I would love to hear you propound on the uselessness of a metals backed currency versus one the Fed'l Reserve can inflate at will going on 100 years now.

Tell us all how the Fed was the great idea of patriots and NOT that of the banking cartel who spent over 10 years getting it created.

Tell us all how good it was when FDR confiscated gold "temporarily" until the "crisis" passed, when folks were promised the gold notes they got were going to be redeemable in gold for the same amount they tendered.

Then tell us why FDR arbitrarily raised spot gold once Govt had it all, thus devaluing the dollar and INCREASING GOVT'S ABILITY TO SPEND on whatever the F it wanted to?

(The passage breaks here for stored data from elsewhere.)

// =============================================================================
// REST API Endpoints — Axum 0.7
// =============================================================================
//
// The transport-agnostic core exposed over HTTP: a market-data snapshot, a
// K-line read endpoint, a TA analysis endpoint, and agent-signal
// write/list. No auth layer — this core has no account/session concept to
// authenticate against — but CORS stays on as the same ambient transport
// hygiene the original dashboard API carried.
// =============================================================================

use std::collections::HashMap;
use std::sync::Arc;

use axum::{
    extract::{Json, Query, State},
    http::StatusCode,
    response::IntoResponse,
    routing::{get, post},
    Router,
};
use serde::{Deserialize, Serialize};
use tower_http::cors::{Any, CorsLayer};
use tracing::{info, warn};

use crate::app_state::AppState;
use crate::store::signals::AgentSignal;
use crate::types::{Interval, TradeAction};

// =============================================================================
// Router construction
// =============================================================================

pub fn router(state: Arc<AppState>) -> Router {
    let cors = CorsLayer::new()
        .allow_origin(Any)
        .allow_methods(Any)
        .allow_headers(Any);

    Router::new()
        .route("/api/v1/health", get(health))
        .route("/api/v1/data/snapshot", get(snapshot))
        .route("/api/v1/data/klines/:symbol", get(klines))
        .route("/api/v1/data/signals", post(create_signal))
        .route("/api/v1/data/signals", get(list_signals))
        .route("/api/v1/ta/analyze", post(ta_analyze))
        .layer(cors)
        .with_state(state)
}

// =============================================================================
// Health (public)
// =============================================================================

#[derive(Serialize)]
struct HealthResponse {
    status: &'static str,
    state_version: u64,
    server_time: i64,
}

async fn health(State(state): State<Arc<AppState>>) -> impl IntoResponse {
    Json(HealthResponse {
        status: "ok",
        state_version: state.current_state_version(),
        server_time: chrono::Utc::now().timestamp_millis(),
    })
}

// =============================================================================
// GET /api/v1/data/snapshot
// =============================================================================

#[derive(Serialize)]
struct SnapshotResponse {
    generated_at: i64,
    markets: Vec<crate::store::market_cache::MarketCacheEntry>,
    btc_price: Option<f64>,
    eth_price: Option<f64>,
    macro: crate::market_data_service::MacroBundle,
    data_freshness: HashMap<String, i64>,
}

/// Watch-set tickers (from `market_cache`, refreshed by the
/// `market_cache_refresh` job) plus the macro/on-chain bundle and a
/// per-source freshness map (seconds since each source last updated).
async fn snapshot(State(state): State<Arc<AppState>>) -> impl IntoResponse {
    let (btc_price, eth_price, macro_bundle) = state.market_data.snapshot_bundle().await;

    let symbols = state.runtime_config.read().symbols.clone();
    let mut markets = Vec::with_capacity(symbols.len());
    let mut data_freshness = HashMap::new();
    let now = chrono::Utc::now().timestamp_millis();

    for symbol in &symbols {
        if let Ok(Some(entry)) = state.store.get_market_cache(symbol) {
            data_freshness.insert(symbol.clone(), now - entry.updated_at_ms);
            markets.push(entry);
        }
    }
    // Every macro/on-chain tag in the monitor was just fetched live as part
    // of `snapshot_bundle` above, so a successful entry is ~0ms stale.
    for (tag, health) in state.market_data.monitor_snapshot() {
        if health.last_success {
            data_freshness.insert(tag, 0);
        }
    }

    Json(SnapshotResponse {
        generated_at: now,
        markets,
        btc_price,
        eth_price,
        macro: macro_bundle,
        data_freshness,
    })
}

// =============================================================================
// GET /api/v1/data/klines/:symbol
// =============================================================================

#[derive(Deserialize)]
struct KlinesQuery {
    timeframe: Option<String>,
    limit: Option<u32>,
    skip_sync: Option<bool>,
}

async fn klines(
    State(state): State<Arc<AppState>>,
    axum::extract::Path(symbol): axum::extract::Path<String>,
    Query(query): Query<KlinesQuery>,
) -> impl IntoResponse {
    let timeframe = query.timeframe.as_deref().unwrap_or("1h");
    let interval: Interval = match timeframe.parse() {
        Ok(iv) => iv,
        Err(_) => {
            return (
                StatusCode::BAD_REQUEST,
                Json(serde_json::json!({ "error": format!("unknown timeframe '{timeframe}'") })),
            )
                .into_response()
        }
    };

    let limit = query.limit.unwrap_or(200).min(1000);
    let sync_first = !query.skip_sync.unwrap_or(false);

    let bars = if sync_first {
        if let Err(e) = state.kline_sync.sync_one(&symbol, interval).await {
            warn!(symbol, %interval, error = %e, "kline sync failed, serving existing data");
        }
        state.store.select_bars(&symbol, interval, limit)
    } else {
        state.store.select_bars(&symbol, interval, limit)
    };

    match bars {
        Ok(bars) => Json(serde_json::json!({ "symbol": symbol, "timeframe": timeframe, "bars": bars })).into_response(),
        Err(e) => {
            warn!(symbol, error = %e, "failed to read klines");
            (StatusCode::INTERNAL_SERVER_ERROR, Json(serde_json::json!({ "error": "store read failed" }))).into_response()
        }
    }
}

// =============================================================================
// POST /api/v1/data/signals
// =============================================================================

#[derive(Deserialize)]
struct CreateSignalRequest {
    symbol: String,
    action: String,
    agent_id: Option<String>,
    strategy_name: Option<String>,
    conviction: Option<f64>,
    price_at_signal: Option<f64>,
    reason: Option<String>,
    raw_analysis: Option<String>,
    stop_loss: Option<f64>,
    take_profit: Option<f64>,
}

async fn create_signal(
    State(state): State<Arc<AppState>>,
    Json(req): Json<CreateSignalRequest>,
) -> impl IntoResponse {
    if req.symbol.trim().is_empty() {
        return (StatusCode::BAD_REQUEST, Json(serde_json::json!({ "error": "symbol must not be empty" }))).into_response();
    }

    let action: TradeAction = match req.action.parse() {
        Ok(a) => a,
        Err(_) => {
            return (
                StatusCode::BAD_REQUEST,
                Json(serde_json::json!({ "error": format!("unknown action '{}': expected BUY, SELL, or HOLD", req.action) })),
            )
                .into_response()
        }
    };

    let signal = AgentSignal {
        id: None,
        agent_id: req.agent_id,
        strategy_name: req.strategy_name,
        symbol: req.symbol,
        action,
        conviction: req.conviction.unwrap_or(0.0),
        price_at_signal: req.price_at_signal,
        reason: req.reason,
        raw_analysis: req.raw_analysis,
        stop_loss: req.stop_loss,
        take_profit: req.take_profit,
        created_at_ms: crate::util::now_ms(),
    };

    match state.store.insert_agent_signal(&signal) {
        Ok(id) => {
            info!(id, symbol = %signal.symbol, action = %signal.action, "agent signal recorded");
            (StatusCode::CREATED, Json(serde_json::json!({ "id": id }))).into_response()
        }
        Err(e) => {
            warn!(error = %e, "failed to persist agent signal");
            (StatusCode::INTERNAL_SERVER_ERROR, Json(serde_json::json!({ "error": "store write failed" }))).into_response()
        }
    }
}

// =============================================================================
// GET /api/v1/data/signals
// =============================================================================

#[derive(Deserialize)]
struct ListSignalsQuery {
    symbol: Option<String>,
    limit: Option<u32>,
}

async fn list_signals(State(state): State<Arc<AppState>>, Query(query): Query<ListSignalsQuery>) -> impl IntoResponse {
    let limit = query.limit.unwrap_or(50).min(500);
    match state.store.list_agent_signals(query.symbol.as_deref(), limit) {
        Ok(signals) => Json(signals).into_response(),
        Err(e) => {
            warn!(error = %e, "failed to list agent signals");
            (StatusCode::INTERNAL_SERVER_ERROR, Json(serde_json::json!({ "error": "store read failed" }))).into_response()
        }
    }
}

// =============================================================================
// POST /api/v1/ta/analyze
// =============================================================================

#[derive(Deserialize)]
struct TaAnalyzeRequest {
    symbol: String,
    timeframes: Option<Vec<String>>,
    klines_limit: Option<u32>,
    buy_threshold: Option<f64>,
    sell_threshold: Option<f64>,
    atr_stop_mult: Option<f64>,
    atr_target_mult: Option<f64>,
}

async fn ta_analyze(State(state): State<Arc<AppState>>, Json(req): Json<TaAnalyzeRequest>) -> impl IntoResponse {
    if req.symbol.trim().is_empty() {
        return (StatusCode::BAD_REQUEST, Json(serde_json::json!({ "error": "symbol must not be empty" }))).into_response();
    }

    let tf_tokens = req.timeframes.unwrap_or_else(|| {
        state.runtime_config.read().ta_params.timeframe_weights.keys().cloned().collect()
    });

    let mut tfs = Vec::with_capacity(tf_tokens.len());
    for token in &tf_tokens {
        match token.parse::<Interval>() {
            Ok(iv) => tfs.push(iv),
            Err(_) => {
                return (
                    StatusCode::BAD_REQUEST,
                    Json(serde_json::json!({ "error": format!("unknown timeframe '{token}'") })),
                )
                    .into_response()
            }
        }
    }

    let limit = req.klines_limit.unwrap_or_else(|| state.runtime_config.read().ta_params.klines_limit);
    let tf_bars: HashMap<Interval, Vec<_>> = state.kline_sync.get_multi_timeframe(&req.symbol, &tfs, limit, true).await;

    let live_price = state.market_data.spot_price_or_cached(&req.symbol).await;
    let overrides = crate::ta_strategy::AnalyzeOverrides {
        buy_threshold: req.buy_threshold,
        sell_threshold: req.sell_threshold,
        atr_stop_mult: req.atr_stop_mult,
        atr_target_mult: req.atr_target_mult,
    };
    let result = state.ta_strategy.analyze_with_overrides(&req.symbol, &tf_bars, live_price, &overrides);

    Json(result).into_response()
}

Tell us all how it was not all the same grand scheme of currency devaluation used throughout history for elites to concentarte their wealth at the people's expense, and how inopportune it was, but just in time, to pay for WWI that Wilson (Rockefeller's bought boy) campaigned he would under no circumstances get us into?

Then tell us how the historical scholars most credible to America's right, and most hated by the left, all seem to finger WWI as the direct cause of WWII.

Then tell us those good ole bankers who financed both sides of both wars were just interested in a stable American economy, but trashed the constitution to do it for our own good.

But first do yourself a favor and watch this please:

http://www.cato.org/realaudio/cbf-02-15-06.ram
The Constitution was written and ratified to secure liberty through limited government. Central to its design were two principles: federalism and economic liberty. But at the beginning of the 20th century, Progressives began a frontal assault on those principles. Drawing on the new social sciences and a primitive understanding of economic relationships, their efforts reached fruition during the New Deal when the Constitution was essentially rewritten, without benefit of amendment. In a new Cato book, Richard Epstein traces this history, showing how Progressives replaced competitive markets with government-created cartels and monopolies. Please join us for a discussion of the roots of modern government in the Progressive Era.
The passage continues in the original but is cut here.